**Problem statement**: Copy every entry. Do not alter a single word.

**Source information**:

>>>

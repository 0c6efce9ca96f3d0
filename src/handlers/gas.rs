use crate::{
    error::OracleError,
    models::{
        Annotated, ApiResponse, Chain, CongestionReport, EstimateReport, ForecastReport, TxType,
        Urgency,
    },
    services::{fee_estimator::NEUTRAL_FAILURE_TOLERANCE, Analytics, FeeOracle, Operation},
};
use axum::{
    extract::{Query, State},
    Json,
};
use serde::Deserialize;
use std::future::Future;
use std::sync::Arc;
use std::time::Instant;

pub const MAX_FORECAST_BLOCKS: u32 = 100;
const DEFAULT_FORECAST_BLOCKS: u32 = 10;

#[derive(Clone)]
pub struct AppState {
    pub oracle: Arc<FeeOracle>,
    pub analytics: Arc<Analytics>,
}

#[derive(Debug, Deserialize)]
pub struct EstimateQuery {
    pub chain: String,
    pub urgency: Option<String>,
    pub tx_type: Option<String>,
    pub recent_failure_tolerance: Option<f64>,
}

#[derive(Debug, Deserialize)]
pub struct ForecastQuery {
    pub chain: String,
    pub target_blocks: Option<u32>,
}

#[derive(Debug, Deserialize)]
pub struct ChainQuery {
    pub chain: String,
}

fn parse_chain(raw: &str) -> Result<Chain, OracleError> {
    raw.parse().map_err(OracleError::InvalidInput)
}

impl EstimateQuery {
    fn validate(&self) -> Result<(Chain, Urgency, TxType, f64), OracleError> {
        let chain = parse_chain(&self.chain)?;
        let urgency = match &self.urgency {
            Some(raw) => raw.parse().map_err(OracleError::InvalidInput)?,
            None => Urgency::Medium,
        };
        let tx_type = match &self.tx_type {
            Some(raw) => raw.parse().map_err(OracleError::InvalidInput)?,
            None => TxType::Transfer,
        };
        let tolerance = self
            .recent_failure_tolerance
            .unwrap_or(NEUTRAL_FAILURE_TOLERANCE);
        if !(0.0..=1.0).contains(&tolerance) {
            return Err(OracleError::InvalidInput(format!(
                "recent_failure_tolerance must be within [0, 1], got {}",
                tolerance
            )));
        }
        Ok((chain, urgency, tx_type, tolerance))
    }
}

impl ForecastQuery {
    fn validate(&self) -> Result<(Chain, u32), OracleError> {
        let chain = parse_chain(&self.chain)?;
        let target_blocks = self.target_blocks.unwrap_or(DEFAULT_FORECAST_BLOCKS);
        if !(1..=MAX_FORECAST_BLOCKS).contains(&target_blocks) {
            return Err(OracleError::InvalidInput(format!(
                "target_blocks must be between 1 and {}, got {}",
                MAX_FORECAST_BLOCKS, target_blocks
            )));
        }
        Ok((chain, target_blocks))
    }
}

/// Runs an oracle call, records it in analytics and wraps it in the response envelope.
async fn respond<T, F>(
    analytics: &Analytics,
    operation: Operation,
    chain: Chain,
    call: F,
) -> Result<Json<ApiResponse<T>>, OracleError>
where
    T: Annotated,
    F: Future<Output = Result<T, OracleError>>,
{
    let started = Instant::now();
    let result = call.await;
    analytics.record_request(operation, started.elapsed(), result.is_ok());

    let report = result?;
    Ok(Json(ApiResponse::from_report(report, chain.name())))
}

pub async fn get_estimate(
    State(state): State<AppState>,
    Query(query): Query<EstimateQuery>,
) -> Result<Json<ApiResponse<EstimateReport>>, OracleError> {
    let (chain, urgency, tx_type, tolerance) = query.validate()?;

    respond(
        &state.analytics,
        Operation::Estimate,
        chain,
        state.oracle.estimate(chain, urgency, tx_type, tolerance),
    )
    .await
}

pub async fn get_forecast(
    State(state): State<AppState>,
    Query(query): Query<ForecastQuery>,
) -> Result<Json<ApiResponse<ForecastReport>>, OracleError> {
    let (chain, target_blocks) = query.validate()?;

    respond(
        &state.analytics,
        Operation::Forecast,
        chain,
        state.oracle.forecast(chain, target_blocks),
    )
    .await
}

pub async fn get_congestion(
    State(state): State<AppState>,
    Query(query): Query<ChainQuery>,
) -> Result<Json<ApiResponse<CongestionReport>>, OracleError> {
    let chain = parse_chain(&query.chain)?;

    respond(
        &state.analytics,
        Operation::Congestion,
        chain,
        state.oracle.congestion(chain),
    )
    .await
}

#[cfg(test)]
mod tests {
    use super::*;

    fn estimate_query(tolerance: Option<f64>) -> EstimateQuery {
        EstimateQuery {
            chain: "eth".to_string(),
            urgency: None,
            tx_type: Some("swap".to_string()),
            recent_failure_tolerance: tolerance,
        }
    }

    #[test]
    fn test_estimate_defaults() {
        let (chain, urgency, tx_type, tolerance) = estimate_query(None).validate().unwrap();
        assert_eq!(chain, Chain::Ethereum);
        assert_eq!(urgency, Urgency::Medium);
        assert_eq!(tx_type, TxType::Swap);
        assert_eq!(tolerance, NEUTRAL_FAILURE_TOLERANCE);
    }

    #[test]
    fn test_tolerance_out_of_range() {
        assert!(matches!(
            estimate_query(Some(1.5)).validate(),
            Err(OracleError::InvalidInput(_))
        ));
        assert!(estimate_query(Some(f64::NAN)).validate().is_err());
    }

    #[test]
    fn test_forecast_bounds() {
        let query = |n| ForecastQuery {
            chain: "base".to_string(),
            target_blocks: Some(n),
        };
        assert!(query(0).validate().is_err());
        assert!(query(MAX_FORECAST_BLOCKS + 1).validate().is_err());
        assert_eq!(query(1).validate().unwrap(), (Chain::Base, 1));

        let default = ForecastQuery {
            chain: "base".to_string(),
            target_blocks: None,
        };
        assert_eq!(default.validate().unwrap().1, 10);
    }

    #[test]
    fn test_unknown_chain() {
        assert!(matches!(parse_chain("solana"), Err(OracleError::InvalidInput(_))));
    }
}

<<<

**Response**:
repository 0c6efce9ca96f3d0
filename src/handlers/gas.rs
use crate::{
    error::OracleError,
    models::{
        Annotated, ApiResponse, Chain, CongestionReport, EstimateReport, ForecastReport, TxType,
        Urgency,
    },
    services::{fee_estimator::NEUTRAL_FAILURE_TOLERANCE, Analytics, FeeOracle, Operation},
};
use axum::{
    extract::{Query, State},
    Json,
};
use serde::Deserialize;
use std::future::Future;
use std::sync::Arc;
use std::time::Instant;

pub const MAX_FORECAST_BLOCKS: u32 = 100;
const DEFAULT_FORECAST_BLOCKS: u32 = 10;

#[derive(Clone)]
pub struct AppState {
    pub oracle: Arc<FeeOracle>,
    pub analytics: Arc<Analytics>,
}

#[derive(Debug, Deserialize)]
pub struct EstimateQuery {
    pub chain: String,
    pub urgency: Option<String>,
    pub tx_type: Option<String>,
    pub recent_failure_tolerance: Option<f64>,
}

#[derive(Debug, Deserialize)]
pub struct ForecastQuery {
    pub chain: String,
    pub target_blocks: Option<u32>,
}

#[derive(Debug, Deserialize)]
pub struct ChainQuery {
    pub chain: String,
}

fn parse_chain(raw: &str) -> Result<Chain, OracleError> {
    raw.parse().map_err(OracleError::InvalidInput)
}

impl EstimateQuery {
    fn validate(&self) -> Result<(Chain, Urgency, TxType, f64), OracleError> {
        let chain = parse_chain(&self.chain)?;
        let urgency = match &self.urgency {
            Some(raw) => raw.parse().map_err(OracleError::InvalidInput)?,
            None => Urgency::Medium,
        };
        let tx_type = match &self.tx_type {
            Some(raw) => raw.parse().map_err(OracleError::InvalidInput)?,
            None => TxType::Transfer,
        };
        let tolerance = self
            .recent_failure_tolerance
            .unwrap_or(NEUTRAL_FAILURE_TOLERANCE);
        if !(0.0..=1.0).contains(&tolerance) {
            return Err(OracleError::InvalidInput(format!(
                "recent_failure_tolerance must be within [0, 1], got {}",
                tolerance
            )));
        }
        Ok((chain, urgency, tx_type, tolerance))
    }
}

impl ForecastQuery {
    fn validate(&self) -> Result<(Chain, u32), OracleError> {
        let chain = parse_chain(&self.chain)?;
        let target_blocks = self.target_blocks.unwrap_or(DEFAULT_FORECAST_BLOCKS);
        if !(1..=MAX_FORECAST_BLOCKS).contains(&target_blocks) {
            return Err(OracleError::InvalidInput(format!(
                "target_blocks must be between 1 and {}, got {}",
                MAX_FORECAST_BLOCKS, target_blocks
            )));
        }
        Ok((chain, target_blocks))
    }
}

/// Runs an oracle call, records it in analytics and wraps it in the response envelope.
async fn respond<T, F>(
    analytics: &Analytics,
    operation: Operation,
    chain: Chain,
    call: F,
) -> Result<Json<ApiResponse<T>>, OracleError>
where
    T: Annotated,
    F: Future<Output = Result<T, OracleError>>,
{
    let started = Instant::now();
    let result = call.await;
    analytics.record_request(operation, started.elapsed(), result.is_ok());

    let report = result?;
    Ok(Json(ApiResponse::from_report(report, chain.name())))
}

pub async fn get_estimate(
    State(state): State<AppState>,
    Query(query): Query<EstimateQuery>,
) -> Result<Json<ApiResponse<EstimateReport>>, OracleError> {
    let (chain, urgency, tx_type, tolerance) = query.validate()?;

    respond(
        &state.analytics,
        Operation::Estimate,
        chain,
        state.oracle.estimate(chain, urgency, tx_type, tolerance),
    )
    .await
}

pub async fn get_forecast(
    State(state): State<AppState>,
    Query(query): Query<ForecastQuery>,
) -> Result<Json<ApiResponse<ForecastReport>>, OracleError> {
    let (chain, target_blocks) = query.validate()?;

    respond(
        &state.analytics,
        Operation::Forecast,
        chain,
        state.oracle.forecast(chain, target_blocks),
    )
    .await
}

pub async fn get_congestion(
    State(state): State<AppState>,
    Query(query): Query<ChainQuery>,
) -> Result<Json<ApiResponse<CongestionReport>>, OracleError> {
    let chain = parse_chain(&query.chain)?;

    respond(
        &state.analytics,
        Operation::Congestion,
        chain,
        state.oracle.congestion(chain),
    )
    .await
}

#[cfg(test)]
mod tests {
    use super::*;

    fn estimate_query(tolerance: Option<f64>) -> EstimateQuery {
        EstimateQuery {
            chain: "eth".to_string(),
            urgency: None,
            tx_type: Some("swap".to_string()),
            recent_failure_tolerance: tolerance,
        }
    }

    #[test]
    fn test_estimate_defaults() {
        let (chain, urgency, tx_type, tolerance) = estimate_query(None).validate().unwrap();
        assert_eq!(chain, Chain::Ethereum);
        assert_eq!(urgency, Urgency::Medium);
        assert_eq!(tx_type, TxType::Swap);
        assert_eq!(tolerance, NEUTRAL_FAILURE_TOLERANCE);
    }

    #[test]
    fn test_tolerance_out_of_range() {
        assert!(matches!(
            estimate_query(Some(1.5)).validate(),
            Err(OracleError::InvalidInput(_))
        ));
        assert!(estimate_query(Some(f64::NAN)).validate().is_err());
    }

    #[test]
    fn test_forecast_bounds() {
        let query = |n| ForecastQuery {
            chain: "base".to_string(),
            target_blocks: Some(n),
        };
        assert!(query(0).validate().is_err());
        assert!(query(MAX_FORECAST_BLOCKS + 1).validate().is_err());
        assert_eq!(query(1).validate().unwrap(), (Chain::Base, 1));

        let default = ForecastQuery {
            chain: "base".to_string(),
            target_blocks: None,
        };
        assert_eq!(default.validate().unwrap().1, 10);
    }

    #[test]
    fn test_unknown_chain() {
        assert!(matches!(parse_chain("solana"), Err(OracleError::InvalidInput(_))));
    }
}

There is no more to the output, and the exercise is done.